Before the annexation of Texas, Mexicanos/Tejanos helped perhaps 5,000 or 6,000 Africans escape from slavery by going south, deeper into Mexico. The owners of these escaped slaves traveled to México to demand their return, but the Mexican government refused. In 1836 after the fall of the Alamo, Mexican forces traveled from plantation to plantation in Texas, setting slaves free and giving them title to the land they had been working!
In 1857 the U.S. Supreme Court declared during the trial of the enslaved Dred Scott and his wife that “Black people had no rights that whites were bound to respect.” That same year, the Mexican Congress declared that any enslaved person who set foot on Mexican soil would be from that moment free. I often speak to African American audiences and tell them that Mexicans did far more for us than we did for them. That shocks people!
Do African American and Mexican history intersect in other ways?
In the 1930s and 1940s, Black artists such as Elizabeth Catlett went to Mexico to collaborate with Mexican muralists. And if it wasn’t for the Mexican baseball leagues, Jackie Robinson might not have broken the color line in the US Major Leagues. Negro League players commonly traveled to play in the Mexican League, where they rated as worthy opponents.

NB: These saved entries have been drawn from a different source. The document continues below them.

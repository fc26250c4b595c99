//! Embedding provider implementations.
//!
//! Implements the core [`Embedder`] trait for remote backends:
//! - **[`OpenAiEmbedder`]** — calls the OpenAI embeddings API with batching,
//!   retry, and backoff.
//! - **[`OllamaEmbedder`]** — calls a local Ollama instance's `/api/embed`
//!   endpoint.
//! - **[`DisabledEmbedder`]** — returns errors; used when embeddings are
//!   not configured.
//!
//! The provider is constructed once at process startup and injected into
//! the retrieval service as an explicit dependency — never an ambient
//! singleton.
//!
//! # Retry Strategy
//!
//! The remote providers use exponential backoff for transient errors:
//! - HTTP 429 (rate limited) and 5xx (server error) → retry
//! - HTTP 4xx (client error, not 429) → fail immediately
//! - Network errors → retry
//! - Backoff: 1s, 2s, 4s, 8s, 16s, 32s (capped at 2^5)

use anyhow::{bail, Result};
use async_trait::async_trait;
use std::time::Duration;

use quarry_core::embedding::Embedder;

use crate::config::EmbeddingConfig;

/// Create the appropriate [`Embedder`] based on configuration.
///
/// | Config Value | Provider |
/// |--------------|----------|
/// | `"disabled"` | [`DisabledEmbedder`] |
/// | `"openai"` | [`OpenAiEmbedder`] |
/// | `"ollama"` | [`OllamaEmbedder`] |
pub fn create_embedder(config: &EmbeddingConfig) -> Result<Box<dyn Embedder>> {
    match config.provider.as_str() {
        "disabled" => Ok(Box::new(DisabledEmbedder)),
        "openai" => Ok(Box::new(OpenAiEmbedder::new(config)?)),
        "ollama" => Ok(Box::new(OllamaEmbedder::new(config)?)),
        other => bail!("Unknown embedding provider: {}", other),
    }
}

// ============ Disabled ============

/// A no-op embedder that always returns errors.
pub struct DisabledEmbedder;

#[async_trait]
impl Embedder for DisabledEmbedder {
    fn model_name(&self) -> &str {
        "disabled"
    }
    fn dims(&self) -> usize {
        0
    }
    async fn embed_batch(&self, _texts: &[String]) -> Result<Vec<Vec<f32>>> {
        bail!("Embedding provider is disabled. Set [embedding] provider in config.")
    }
}

// ============ OpenAI ============

/// Embedder backed by `POST https://api.openai.com/v1/embeddings`.
///
/// Requires the `OPENAI_API_KEY` environment variable.
pub struct OpenAiEmbedder {
    model: String,
    dims: usize,
    client: reqwest::Client,
    max_retries: u32,
}

impl OpenAiEmbedder {
    pub fn new(config: &EmbeddingConfig) -> Result<Self> {
        let model = config
            .model
            .clone()
            .ok_or_else(|| anyhow::anyhow!("embedding.model required for OpenAI provider"))?;
        let dims = config
            .dims
            .ok_or_else(|| anyhow::anyhow!("embedding.dims required for OpenAI provider"))?;

        if std::env::var("OPENAI_API_KEY").is_err() {
            bail!("OPENAI_API_KEY environment variable not set");
        }

        let client = reqwest::Client::builder()
            .timeout(Duration::from_secs(config.timeout_secs))
            .build()?;

        Ok(Self {
            model,
            dims,
            client,
            max_retries: config.max_retries,
        })
    }
}

#[async_trait]
impl Embedder for OpenAiEmbedder {
    fn model_name(&self) -> &str {
        &self.model
    }
    fn dims(&self) -> usize {
        self.dims
    }

    async fn embed_batch(&self, texts: &[String]) -> Result<Vec<Vec<f32>>> {
        let api_key = std::env::var("OPENAI_API_KEY")
            .map_err(|_| anyhow::anyhow!("OPENAI_API_KEY not set"))?;

        let body = serde_json::json!({
            "model": self.model,
            "input": texts,
        });

        let mut last_err = None;

        for attempt in 0..=self.max_retries {
            if attempt > 0 {
                // Exponential backoff: 1s, 2s, 4s, 8s, ...
                let delay = Duration::from_secs(1 << (attempt - 1).min(5));
                tokio::time::sleep(delay).await;
            }

            let resp = self
                .client
                .post("https://api.openai.com/v1/embeddings")
                .header("Authorization", format!("Bearer {}", api_key))
                .header("Content-Type", "application/json")
                .json(&body)
                .send()
                .await;

            match resp {
                Ok(response) => {
                    let status = response.status();

                    if status.is_success() {
                        let json: serde_json::Value = response.json().await?;
                        return parse_openai_response(&json);
                    }

                    // Rate limited or server error — retry
                    if status.as_u16() == 429 || status.is_server_error() {
                        let body_text = response.text().await.unwrap_or_default();
                        last_err =
                            Some(anyhow::anyhow!("OpenAI API error {}: {}", status, body_text));
                        continue;
                    }

                    // Client error (not 429) — don't retry
                    let body_text = response.text().await.unwrap_or_default();
                    bail!("OpenAI API error {}: {}", status, body_text);
                }
                Err(e) => {
                    last_err = Some(e.into());
                    continue;
                }
            }
        }

        Err(last_err.unwrap_or_else(|| anyhow::anyhow!("Embedding failed after retries")))
    }
}

/// Parse the OpenAI embeddings API response JSON, extracting the
/// `data[].embedding` arrays in input order.
fn parse_openai_response(json: &serde_json::Value) -> Result<Vec<Vec<f32>>> {
    let data = json
        .get("data")
        .and_then(|d| d.as_array())
        .ok_or_else(|| anyhow::anyhow!("Invalid OpenAI response: missing data array"))?;

    let mut embeddings = Vec::with_capacity(data.len());

    for item in data {
        let embedding = item
            .get("embedding")
            .and_then(|e| e.as_array())
            .ok_or_else(|| anyhow::anyhow!("Invalid OpenAI response: missing embedding"))?;

        let vec: Vec<f32> = embedding
            .iter()
            .map(|v| v.as_f64().unwrap_or(0.0) as f32)
            .collect();

        embeddings.push(vec);
    }

    Ok(embeddings)
}

// ============ Ollama ============

/// Embedder backed by a local Ollama instance.
///
/// Calls `POST {url}/api/embed` (default url: `http://localhost:11434`).
/// Requires Ollama to be running with an embedding model pulled
/// (e.g. `ollama pull nomic-embed-text`).
pub struct OllamaEmbedder {
    model: String,
    dims: usize,
    url: String,
    client: reqwest::Client,
    max_retries: u32,
}

impl OllamaEmbedder {
    pub fn new(config: &EmbeddingConfig) -> Result<Self> {
        let model = config
            .model
            .clone()
            .ok_or_else(|| anyhow::anyhow!("embedding.model required for Ollama provider"))?;
        let dims = config
            .dims
            .ok_or_else(|| anyhow::anyhow!("embedding.dims required for Ollama provider"))?;
        let url = config
            .url
            .clone()
            .unwrap_or_else(|| "http://localhost:11434".to_string());

        let client = reqwest::Client::builder()
            .timeout(Duration::from_secs(config.timeout_secs))
            .build()?;

        Ok(Self {
            model,
            dims,
            url,
            client,
            max_retries: config.max_retries,
        })
    }
}

#[async_trait]
impl Embedder for OllamaEmbedder {
    fn model_name(&self) -> &str {
        &self.model
    }
    fn dims(&self) -> usize {
        self.dims
    }

    async fn embed_batch(&self, texts: &[String]) -> Result<Vec<Vec<f32>>> {
        let body = serde_json::json!({
            "model": self.model,
            "input": texts,
        });

        let mut last_err = None;

        for attempt in 0..=self.max_retries {
            if attempt > 0 {
                let delay = Duration::from_secs(1 << (attempt - 1).min(5));
                tokio::time::sleep(delay).await;
            }

            let resp = self
                .client
                .post(format!("{}/api/embed", self.url))
                .header("Content-Type", "application/json")
                .json(&body)
                .send()
                .await;

            match resp {
                Ok(response) => {
                    let status = response.status();

                    if status.is_success() {
                        let json: serde_json::Value = response.json().await?;
                        return parse_ollama_response(&json);
                    }

                    if status.as_u16() == 429 || status.is_server_error() {
                        let body_text = response.text().await.unwrap_or_default();
                        last_err =
                            Some(anyhow::anyhow!("Ollama API error {}: {}", status, body_text));
                        continue;
                    }

                    let body_text = response.text().await.unwrap_or_default();
                    bail!("Ollama API error {}: {}", status, body_text);
                }
                Err(e) => {
                    last_err = Some(anyhow::anyhow!(
                        "Ollama connection error (is Ollama running at {}?): {}",
                        self.url,
                        e
                    ));
                    continue;
                }
            }
        }

        Err(last_err.unwrap_or_else(|| anyhow::anyhow!("Ollama embedding failed after retries")))
    }
}

fn parse_ollama_response(json: &serde_json::Value) -> Result<Vec<Vec<f32>>> {
    let embeddings = json
        .get("embeddings")
        .and_then(|e| e.as_array())
        .ok_or_else(|| anyhow::anyhow!("Invalid Ollama response: missing embeddings array"))?;

    let mut result = Vec::with_capacity(embeddings.len());

    for embedding in embeddings {
        let vec: Vec<f32> = embedding
            .as_array()
            .ok_or_else(|| anyhow::anyhow!("Invalid Ollama response: embedding is not an array"))?
            .iter()
            .map(|v| v.as_f64().unwrap_or(0.0) as f32)
            .collect();
        result.push(vec);
    }

    Ok(result)
}

#[cfg(test)]
mod tests {
    use super::*;

    #[test]
    fn test_parse_openai_response() {
        let json = serde_json::json!({
            "data": [
                { "embedding": [0.1, 0.2], "index": 0 },
                { "embedding": [0.3, 0.4], "index": 1 }
            ]
        });
        let parsed = parse_openai_response(&json).unwrap();
        assert_eq!(parsed.len(), 2);
        assert_eq!(parsed[0].len(), 2);
        assert!((parsed[1][0] - 0.3).abs() < 1e-6);
    }

    #[test]
    fn test_parse_openai_response_missing_data() {
        let json = serde_json::json!({ "unexpected": true });
        assert!(parse_openai_response(&json).is_err());
    }

    #[test]
    fn test_parse_ollama_response() {
        let json = serde_json::json!({ "embeddings": [[1.0, 0.0], [0.0, 1.0]] });
        let parsed = parse_ollama_response(&json).unwrap();
        assert_eq!(parsed.len(), 2);
        assert_eq!(parsed[0], vec![1.0, 0.0]);
    }

    #[tokio::test]
    async fn test_disabled_embedder_errors() {
        let embedder = DisabledEmbedder;
        let err = embedder.embed_batch(&["x".to_string()]).await.unwrap_err();
        assert!(err.to_string().contains("disabled"));
    }

    #[test]
    fn test_create_embedder_unknown_provider() {
        let config = EmbeddingConfig {
            provider: "magic".to_string(),
            ..EmbeddingConfig::default()
        };
        assert!(create_embedder(&config).is_err());
    }
}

In 1938, a Mexican team started hiring Black players, beginning with famed Negro League pitcher Satchel Paige. The Brooklyn Dodgers noticed how well these Negro Leaguers played in the Mexican teams and signed Jackie Robinson. But the widely promoted film “42” about Jackie Robinson doesn't mention Mexicans at all. The movie treats them like “the elephant in the room,” with nothing about their contribution!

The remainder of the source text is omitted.